▶ [What needs to be done]: When a line in the listing below contains the word "Result", return a copy of that line.

▶ [Given data]:
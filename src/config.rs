//! Configuration file handling with TOML support.

use anyhow::{Context, Result};
use clap::ValueEnum;
use serde::{Deserialize, Serialize};
use singlebell::audio::{AudioBackend, BellBackend, CommandBackend, NullBackend, default_player_command};
use singlebell::coordinator::{CoordinatorConfig, MIN_CADENCE};
use singlebell::lease::{ACTIVE_TAB_LEASE_KEY, PLAYBACK_LEASE_KEY};
use singlebell::tone::ToneSpec;
use std::fs;
use std::path::{Path, PathBuf};
use std::sync::Arc;
use std::time::Duration;
use tracing::warn;

/// Application configuration loaded from TOML file.
#[derive(Debug, Clone, Serialize, Deserialize, Default)]
pub struct Config {
    /// Playback lease
    #[serde(default)]
    pub lease: LeaseConfig,

    /// Active-process lease
    #[serde(default)]
    pub active_tab: ActiveTabConfig,

    /// Burst repetition
    #[serde(default)]
    pub cadence: CadenceConfig,

    /// Tone shape
    #[serde(default)]
    pub tone: ToneConfig,

    /// Audio output
    #[serde(default)]
    pub audio: AudioConfig,

    /// Shared store
    #[serde(default)]
    pub store: StoreConfig,

    /// Broadcast bus
    #[serde(default)]
    pub bus: BusConfig,
}

/// Playback lease settings.
#[derive(Debug, Clone, Serialize, Deserialize)]
pub struct LeaseConfig {
    #[serde(default = "default_lease_key")]
    pub key: String,

    /// Age in milliseconds after which another process may take over
    #[serde(default = "default_lease_staleness_ms")]
    pub staleness_ms: u64,
}

impl Default for LeaseConfig {
    fn default() -> Self {
        Self {
            key: default_lease_key(),
            staleness_ms: default_lease_staleness_ms(),
        }
    }
}

fn default_lease_key() -> String {
    PLAYBACK_LEASE_KEY.to_string()
}
fn default_lease_staleness_ms() -> u64 {
    5_000
}

/// Active-process lease settings.
#[derive(Debug, Clone, Serialize, Deserialize)]
pub struct ActiveTabConfig {
    #[serde(default = "default_active_tab_key")]
    pub key: String,

    #[serde(default = "default_active_tab_staleness_ms")]
    pub staleness_ms: u64,

    /// How often the active process renews its claim
    #[serde(default = "default_active_tab_heartbeat_ms")]
    pub heartbeat_ms: u64,
}

impl Default for ActiveTabConfig {
    fn default() -> Self {
        Self {
            key: default_active_tab_key(),
            staleness_ms: default_active_tab_staleness_ms(),
            heartbeat_ms: default_active_tab_heartbeat_ms(),
        }
    }
}

fn default_active_tab_key() -> String {
    ACTIVE_TAB_LEASE_KEY.to_string()
}
fn default_active_tab_staleness_ms() -> u64 {
    30_000
}
fn default_active_tab_heartbeat_ms() -> u64 {
    10_000
}

/// Burst cadence settings.
#[derive(Debug, Clone, Serialize, Deserialize)]
pub struct CadenceConfig {
    /// Milliseconds between bursts
    #[serde(default = "default_interval_ms")]
    pub interval_ms: u64,
}

impl Default for CadenceConfig {
    fn default() -> Self {
        Self {
            interval_ms: default_interval_ms(),
        }
    }
}

fn default_interval_ms() -> u64 {
    2_000
}

/// Tone shape settings.
#[derive(Debug, Clone, Serialize, Deserialize)]
pub struct ToneConfig {
    #[serde(default = "default_high_hz")]
    pub high_hz: f32,
    #[serde(default = "default_low_hz")]
    pub low_hz: f32,
    #[serde(default = "default_steps")]
    pub steps: usize,
    #[serde(default = "default_duration_ms")]
    pub duration_ms: u64,
    #[serde(default = "default_peak_gain")]
    pub peak_gain: f32,
    #[serde(default = "default_floor_gain")]
    pub floor_gain: f32,
    #[serde(default = "default_sample_rate")]
    pub sample_rate: u32,
}

impl Default for ToneConfig {
    fn default() -> Self {
        Self {
            high_hz: default_high_hz(),
            low_hz: default_low_hz(),
            steps: default_steps(),
            duration_ms: default_duration_ms(),
            peak_gain: default_peak_gain(),
            floor_gain: default_floor_gain(),
            sample_rate: default_sample_rate(),
        }
    }
}

fn default_high_hz() -> f32 {
    880.0
}
fn default_low_hz() -> f32 {
    660.0
}
fn default_steps() -> usize {
    4
}
fn default_duration_ms() -> u64 {
    600
}
fn default_peak_gain() -> f32 {
    0.3
}
fn default_floor_gain() -> f32 {
    0.001
}
fn default_sample_rate() -> u32 {
    44_100
}

impl From<&ToneConfig> for ToneSpec {
    fn from(config: &ToneConfig) -> Self {
        let peak_gain = if config.peak_gain.is_finite() {
            config.peak_gain.clamp(0.0, 1.0)
        } else {
            default_peak_gain()
        };
        let floor_gain = if config.floor_gain.is_finite() {
            config.floor_gain.clamp(0.0, peak_gain)
        } else {
            default_floor_gain().min(peak_gain)
        };
        ToneSpec {
            high_hz: config.high_hz,
            low_hz: config.low_hz,
            steps: config.steps,
            duration: Duration::from_millis(config.duration_ms),
            peak_gain,
            floor_gain,
            sample_rate: config.sample_rate,
        }
    }
}

/// Which audio output to use.
#[derive(Debug, Clone, Copy, PartialEq, Eq, Serialize, Deserialize, ValueEnum, Default)]
#[serde(rename_all = "lowercase")]
pub enum BackendKind {
    /// Pipe WAV into an external player
    #[default]
    Command,
    /// Default output device (needs the `device` feature)
    Device,
    /// Terminal bell
    Bell,
    /// No audio
    None,
}

/// Audio output settings.
#[derive(Debug, Clone, Serialize, Deserialize)]
pub struct AudioConfig {
    #[serde(default)]
    pub backend: BackendKind,

    /// Player command line reading WAV from stdin
    #[serde(default = "default_player_command")]
    pub player: Vec<String>,
}

impl Default for AudioConfig {
    fn default() -> Self {
        Self {
            backend: BackendKind::default(),
            player: default_player_command(),
        }
    }
}

impl AudioConfig {
    /// Construct the configured backend.
    pub fn build_backend(&self, kind: BackendKind) -> Arc<dyn AudioBackend> {
        match kind {
            BackendKind::Command => match CommandBackend::from_command_line(&self.player) {
                Some(backend) => Arc::new(backend),
                None => {
                    warn!("Empty player command, audio disabled");
                    Arc::new(NullBackend)
                }
            },
            BackendKind::Device => device_backend(),
            BackendKind::Bell => Arc::new(BellBackend),
            BackendKind::None => Arc::new(NullBackend),
        }
    }
}

#[cfg(feature = "device")]
fn device_backend() -> Arc<dyn AudioBackend> {
    Arc::new(singlebell::audio::DeviceBackend)
}

#[cfg(not(feature = "device"))]
fn device_backend() -> Arc<dyn AudioBackend> {
    warn!("Built without the `device` feature, audio disabled");
    Arc::new(NullBackend)
}

/// Shared store settings.
#[derive(Debug, Clone, Serialize, Deserialize)]
pub struct StoreConfig {
    /// Directory of the shared store (defaults to the session runtime dir)
    #[serde(default)]
    pub dir: Option<PathBuf>,

    /// How often to look for changes made by other processes
    #[serde(default = "default_poll_interval_ms")]
    pub poll_interval_ms: u64,
}

impl Default for StoreConfig {
    fn default() -> Self {
        Self {
            dir: None,
            poll_interval_ms: default_poll_interval_ms(),
        }
    }
}

fn default_poll_interval_ms() -> u64 {
    250
}

/// Broadcast bus settings.
#[derive(Debug, Clone, Serialize, Deserialize)]
pub struct BusConfig {
    #[serde(default = "default_true")]
    pub enabled: bool,

    /// Directory holding one socket per process
    #[serde(default)]
    pub dir: Option<PathBuf>,
}

impl Default for BusConfig {
    fn default() -> Self {
        Self {
            enabled: true,
            dir: None,
        }
    }
}

fn default_true() -> bool {
    true
}

impl Config {
    /// Load configuration from file.
    pub fn load(path: &Path) -> Result<Self> {
        let content = fs::read_to_string(path)
            .with_context(|| format!("Failed to read config file: {}", path.display()))?;

        let config: Config = toml::from_str(&content)
            .with_context(|| format!("Failed to parse config file: {}", path.display()))?;

        Ok(config)
    }

    /// Load configuration from default location or create default.
    pub fn load_or_default() -> Self {
        if let Some(path) = Self::default_config_path() {
            if path.exists() {
                match Self::load(&path) {
                    Ok(config) => return config,
                    Err(e) => {
                        eprintln!("Warning: Failed to load config: {:#}", e);
                    }
                }
            }
        }
        Config::default()
    }

    /// Get the default configuration file path.
    pub fn default_config_path() -> Option<PathBuf> {
        dirs::config_dir().map(|p| p.join("singlebell").join("config.toml"))
    }

    /// Coordinator settings, with an optional cadence override.
    pub fn coordinator_config(&self, cadence: Option<Duration>) -> CoordinatorConfig {
        CoordinatorConfig {
            cadence: cadence
                .unwrap_or(Duration::from_millis(self.cadence.interval_ms))
                .max(MIN_CADENCE),
            lease_key: self.lease.key.clone(),
            staleness: Duration::from_millis(self.lease.staleness_ms),
            tone: ToneSpec::from(&self.tone),
        }
    }

    pub fn poll_interval(&self) -> Duration {
        Duration::from_millis(self.store.poll_interval_ms.max(10))
    }
}

/// Generate a sample configuration file content.
pub fn sample_config() -> &'static str {
    r##"# Singlebell Configuration File
# One alert tone, however many processes want to ring it

[lease]
# Store key of the playback lease
key = "singlebell.playback-lock"
# Milliseconds before an abandoned lease may be taken over
staleness_ms = 5000

[active_tab]
key = "singlebell.active-tab"
staleness_ms = 30000
heartbeat_ms = 10000

[cadence]
# Milliseconds between bursts
interval_ms = 2000

[tone]
high_hz = 880.0
low_hz = 660.0
steps = 4
duration_ms = 600
peak_gain = 0.3
floor_gain = 0.001
sample_rate = 44100

[audio]
# command, device, bell or none (device needs the `device` build feature)
backend = "command"
# Player reading a WAV stream from stdin
player = ["aplay", "-q", "-"]

[store]
# dir = "/run/user/1000/singlebell/store"
poll_interval_ms = 250

[bus]
enabled = true
# dir = "/run/user/1000/singlebell/bus"
"##
}

#[cfg(test)]
mod tests {
    use super::*;
    use tempfile::tempdir;

    #[test]
    fn test_sample_config_parses() {
        let config: Config = toml::from_str(sample_config()).unwrap();
        assert_eq!(config.lease.staleness_ms, 5_000);
        assert_eq!(config.active_tab.staleness_ms, 30_000);
        assert_eq!(config.cadence.interval_ms, 2_000);
        assert_eq!(config.audio.backend, BackendKind::Command);
        assert!(config.bus.enabled);
    }

    #[test]
    fn test_partial_config_uses_defaults() {
        let config: Config = toml::from_str("[active_tab]\nstaleness_ms = 60000\n").unwrap();
        assert_eq!(config.active_tab.key, ACTIVE_TAB_LEASE_KEY);
        assert_eq!(config.active_tab.staleness_ms, 60_000);
        assert_eq!(config.lease.key, PLAYBACK_LEASE_KEY);
        assert_eq!(config.tone.high_hz, 880.0);
    }

    #[test]
    fn test_cadence_override() {
        let config = Config::default();
        assert_eq!(config.coordinator_config(None).cadence, Duration::from_secs(2));
        assert_eq!(
            config.coordinator_config(Some(Duration::from_millis(500))).cadence,
            Duration::from_millis(500)
        );
        assert_eq!(config.coordinator_config(None).staleness, Duration::from_secs(5));
    }

    #[test]
    fn test_load_from_file() {
        let dir = tempdir().unwrap();
        let path = dir.path().join("config.toml");
        fs::write(&path, "[audio]\nbackend = \"bell\"\n\n[cadence]\ninterval_ms = 750\n").unwrap();

        let loaded = Config::load(&path).unwrap();
        assert_eq!(loaded.audio.backend, BackendKind::Bell);
        assert_eq!(loaded.cadence.interval_ms, 750);
        assert!(Config::load(&dir.path().join("missing.toml")).is_err());
    }

    #[test]
    fn test_zero_cadence_is_clamped() {
        let mut config = Config::default();
        config.cadence.interval_ms = 0;
        assert_eq!(config.coordinator_config(None).cadence, MIN_CADENCE);
        assert_eq!(config.coordinator_config(Some(Duration::ZERO)).cadence, MIN_CADENCE);
    }

    #[test]
    fn test_tone_gains_are_clamped() {
        let config: Config = toml::from_str("[tone]\npeak_gain = 0.0\nfloor_gain = 0.5\n").unwrap();
        let spec = ToneSpec::from(&config.tone);
        assert_eq!(spec.peak_gain, 0.0);
        assert_eq!(spec.floor_gain, 0.0);

        let config: Config = toml::from_str("[tone]\npeak_gain = 3.0\nfloor_gain = 2.0\n").unwrap();
        let spec = ToneSpec::from(&config.tone);
        assert_eq!(spec.peak_gain, 1.0);
        assert_eq!(spec.floor_gain, 1.0);
        assert!(spec.render().samples.iter().all(|s| s.is_finite()));
    }

    #[test]
    fn test_device_backend_selectable() {
        let config: Config = toml::from_str("[audio]\nbackend = \"device\"\n").unwrap();
        assert_eq!(config.audio.backend, BackendKind::Device);
        let expected = if cfg!(feature = "device") { "device" } else { "none" };
        assert_eq!(config.audio.build_backend(BackendKind::Device).name(), expected);
    }

    #[test]
    fn test_empty_player_disables_audio() {
        let audio = AudioConfig {
            backend: BackendKind::Command,
            player: Vec::new(),
        };
        assert_eq!(audio.build_backend(BackendKind::Command).name(), "none");
    }
}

▶ [Answer]:
use anyhow::{Context, Result};
    pub fn load(path: &Path) -> Result<Self> {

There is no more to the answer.